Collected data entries
#####
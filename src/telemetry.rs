// src/telemetry.rs - Telemetry series, frame alignment and the data source seam
use chrono::{DateTime, Duration, Utc};
use std::collections::{BTreeSet, HashMap};

use crate::alarms::{AlarmBase, AlarmPriorityMatrix};
use crate::value::Value;

/// Identifier of a telemetry channel, unique per device
pub type Tag = String;

/// Frame timestamp
pub type Timestamp = DateTime<Utc>;

/// Convert fractional seconds from configuration into a chrono duration
pub(crate) fn seconds(secs: f64) -> Duration {
    Duration::microseconds((secs * 1_000_000.0).round() as i64)
}

/// Time-ordered readings of a single tag
///
/// A `None` reading means the tag had no value in that frame, which is
/// distinct from a reading of zero or `false`.
#[derive(Debug, Clone, Default, PartialEq)]
pub struct TelemetrySeries {
    points: Vec<(Timestamp, Option<Value>)>,
}

impl TelemetrySeries {
    /// Build a series, sorting points by time
    pub fn new(mut points: Vec<(Timestamp, Option<Value>)>) -> Self {
        points.sort_by_key(|(time, _)| *time);
        Self { points }
    }

    pub fn len(&self) -> usize {
        self.points.len()
    }

    pub fn is_empty(&self) -> bool {
        self.points.is_empty()
    }

    pub fn points(&self) -> &[(Timestamp, Option<Value>)] {
        &self.points
    }

    pub fn iter(&self) -> impl Iterator<Item = &(Timestamp, Option<Value>)> {
        self.points.iter()
    }

    /// Timestamp of the newest point
    pub fn last_time(&self) -> Option<Timestamp> {
        self.points.last().map(|(time, _)| *time)
    }
}

impl FromIterator<(Timestamp, Option<Value>)> for TelemetrySeries {
    fn from_iter<I: IntoIterator<Item = (Timestamp, Option<Value>)>>(iter: I) -> Self {
        Self::new(iter.into_iter().collect())
    }
}

/// Narrow view of the stored telemetry and device configuration
///
/// Parsing, storage and presentation live behind this trait; the alarm
/// core only reads through it.
#[cfg_attr(test, mockall::automock)]
pub trait DataSource: Send + Sync {
    /// Readings for `tag` within `[start, end]`, ascending by time
    fn get_series(&self, tag: &str, start: Option<Timestamp>, end: Option<Timestamp>) -> TelemetrySeries;

    /// Every tag known for the device
    fn all_tags(&self) -> BTreeSet<Tag>;

    /// Configured alarm bases
    fn alarm_bases(&self) -> Vec<AlarmBase>;

    /// Priority escalation matrix
    fn priority_matrix(&self) -> AlarmPriorityMatrix;

    /// Time of the newest stored frame, if any
    fn newest_frame_time(&self) -> Option<Timestamp>;
}

/// Frame-aligned telemetry for a set of tags
///
/// Frames are the union of every timestamp seen across the loaded tags, so
/// evaluators for different tags share one index space. A tag without a
/// reading at a frame holds `None` there.
#[derive(Debug, Clone, Default)]
pub struct TelemetryWindow {
    times: Vec<Timestamp>,
    columns: HashMap<Tag, Vec<Option<Value>>>,
    blank: Vec<Option<Value>>,
}

impl TelemetryWindow {
    /// Load `tags` from `source`, starting at `start` (inclusive)
    pub fn load<'a, I>(source: &dyn DataSource, tags: I, start: Option<Timestamp>) -> Self
    where
        I: IntoIterator<Item = &'a Tag>,
    {
        Self::from_series(
            tags.into_iter()
                .map(|tag| (tag.clone(), source.get_series(tag, start, None))),
        )
    }

    /// Align already fetched series
    pub fn from_series<I>(series: I) -> Self
    where
        I: IntoIterator<Item = (Tag, TelemetrySeries)>,
    {
        let series: Vec<(Tag, TelemetrySeries)> = series.into_iter().collect();

        let times: Vec<Timestamp> = series
            .iter()
            .flat_map(|(_, s)| s.iter().map(|(time, _)| *time))
            .collect::<BTreeSet<_>>()
            .into_iter()
            .collect();

        let mut columns = HashMap::with_capacity(series.len());
        for (tag, s) in series {
            let mut column = vec![None; times.len()];
            for (time, value) in s.iter() {
                if let Ok(index) = times.binary_search(time) {
                    column[index] = *value;
                }
            }
            columns.insert(tag, column);
        }

        let blank = vec![None; times.len()];
        Self { times, columns, blank }
    }

    /// Number of frames
    pub fn len(&self) -> usize {
        self.times.len()
    }

    pub fn is_empty(&self) -> bool {
        self.times.is_empty()
    }

    pub fn times(&self) -> &[Timestamp] {
        &self.times
    }

    pub fn time(&self, index: usize) -> Option<Timestamp> {
        self.times.get(index).copied()
    }

    /// Per-frame readings of `tag`; all `None` when the tag was not loaded
    pub fn column(&self, tag: &str) -> &[Option<Value>] {
        self.columns.get(tag).map(Vec::as_slice).unwrap_or(&self.blank)
    }
}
#####
** What is expected **
Down to the last line, copy the entries above exactly.

** Solution for this exercise **
filename src/telemetry.rs
// src/telemetry.rs - Telemetry series, frame alignment and the data source seam
use chrono::{DateTime, Duration, Utc};
use std::collections::{BTreeSet, HashMap};

use crate::alarms::{AlarmBase, AlarmPriorityMatrix};
use crate::value::Value;

/// Identifier of a telemetry channel, unique per device
pub type Tag = String;

/// Frame timestamp
pub type Timestamp = DateTime<Utc>;

/// Convert fractional seconds from configuration into a chrono duration
pub(crate) fn seconds(secs: f64) -> Duration {
    Duration::microseconds((secs * 1_000_000.0).round() as i64)
}

/// Time-ordered readings of a single tag
///
/// A `None` reading means the tag had no value in that frame, which is
/// distinct from a reading of zero or `false`.
#[derive(Debug, Clone, Default, PartialEq)]
pub struct TelemetrySeries {
    points: Vec<(Timestamp, Option<Value>)>,
}

impl TelemetrySeries {
    /// Build a series, sorting points by time
    pub fn new(mut points: Vec<(Timestamp, Option<Value>)>) -> Self {
        points.sort_by_key(|(time, _)| *time);
        Self { points }
    }

    pub fn len(&self) -> usize {
        self.points.len()
    }

    pub fn is_empty(&self) -> bool {
        self.points.is_empty()
    }

    pub fn points(&self) -> &[(Timestamp, Option<Value>)] {
        &self.points
    }

    pub fn iter(&self) -> impl Iterator<Item = &(Timestamp, Option<Value>)> {
        self.points.iter()
    }

    /// Timestamp of the newest point
    pub fn last_time(&self) -> Option<Timestamp> {
        self.points.last().map(|(time, _)| *time)
    }
}

impl FromIterator<(Timestamp, Option<Value>)> for TelemetrySeries {
    fn from_iter<I: IntoIterator<Item = (Timestamp, Option<Value>)>>(iter: I) -> Self {
        Self::new(iter.into_iter().collect())
    }
}

/// Narrow view of the stored telemetry and device configuration
///
/// Parsing, storage and presentation live behind this trait; the alarm
/// core only reads through it.
#[cfg_attr(test, mockall::automock)]
pub trait DataSource: Send + Sync {
    /// Readings for `tag` within `[start, end]`, ascending by time
    fn get_series(&self, tag: &str, start: Option<Timestamp>, end: Option<Timestamp>) -> TelemetrySeries;

    /// Every tag known for the device
    fn all_tags(&self) -> BTreeSet<Tag>;

    /// Configured alarm bases
    fn alarm_bases(&self) -> Vec<AlarmBase>;

    /// Priority escalation matrix
    fn priority_matrix(&self) -> AlarmPriorityMatrix;

    /// Time of the newest stored frame, if any
    fn newest_frame_time(&self) -> Option<Timestamp>;
}

/// Frame-aligned telemetry for a set of tags
///
/// Frames are the union of every timestamp seen across the loaded tags, so
/// evaluators for different tags share one index space. A tag without a
/// reading at a frame holds `None` there.
#[derive(Debug, Clone, Default)]
pub struct TelemetryWindow {
    times: Vec<Timestamp>,
    columns: HashMap<Tag, Vec<Option<Value>>>,
    blank: Vec<Option<Value>>,
}

impl TelemetryWindow {
    /// Load `tags` from `source`, starting at `start` (inclusive)
    pub fn load<'a, I>(source: &dyn DataSource, tags: I, start: Option<Timestamp>) -> Self
    where
        I: IntoIterator<Item = &'a Tag>,
    {
        Self::from_series(
            tags.into_iter()
                .map(|tag| (tag.clone(), source.get_series(tag, start, None))),
        )
    }

    /// Align already fetched series
    pub fn from_series<I>(series: I) -> Self
    where
        I: IntoIterator<Item = (Tag, TelemetrySeries)>,
    {
        let series: Vec<(Tag, TelemetrySeries)> = series.into_iter().collect();

        let times: Vec<Timestamp> = series
            .iter()
            .flat_map(|(_, s)| s.iter().map(|(time, _)| *time))
            .collect::<BTreeSet<_>>()
            .into_iter()
            .collect();

        let mut columns = HashMap::with_capacity(series.len());
        for (tag, s) in series {
            let mut column = vec![None; times.len()];
            for (time, value) in s.iter() {
                if let Ok(index) = times.binary_search(time) {
                    column[index] = *value;
                }
            }
            columns.insert(tag, column);
        }

        let blank = vec![None; times.len()];
        Self { times, columns, blank }
    }

    /// Number of frames
    pub fn len(&self) -> usize {
        self.times.len()
    }

    pub fn is_empty(&self) -> bool {
        self.times.is_empty()
    }

    pub fn times(&self) -> &[Timestamp] {
        &self.times
    }

    pub fn time(&self, index: usize) -> Option<Timestamp> {
        self.times.get(index).copied()
    }

    /// Per-frame readings of `tag`; all `None` when the tag was not loaded
    pub fn column(&self, tag: &str) -> &[Option<Value>] {
        self.columns.get(tag).map(Vec::as_slice).unwrap_or(&self.blank)
    }
}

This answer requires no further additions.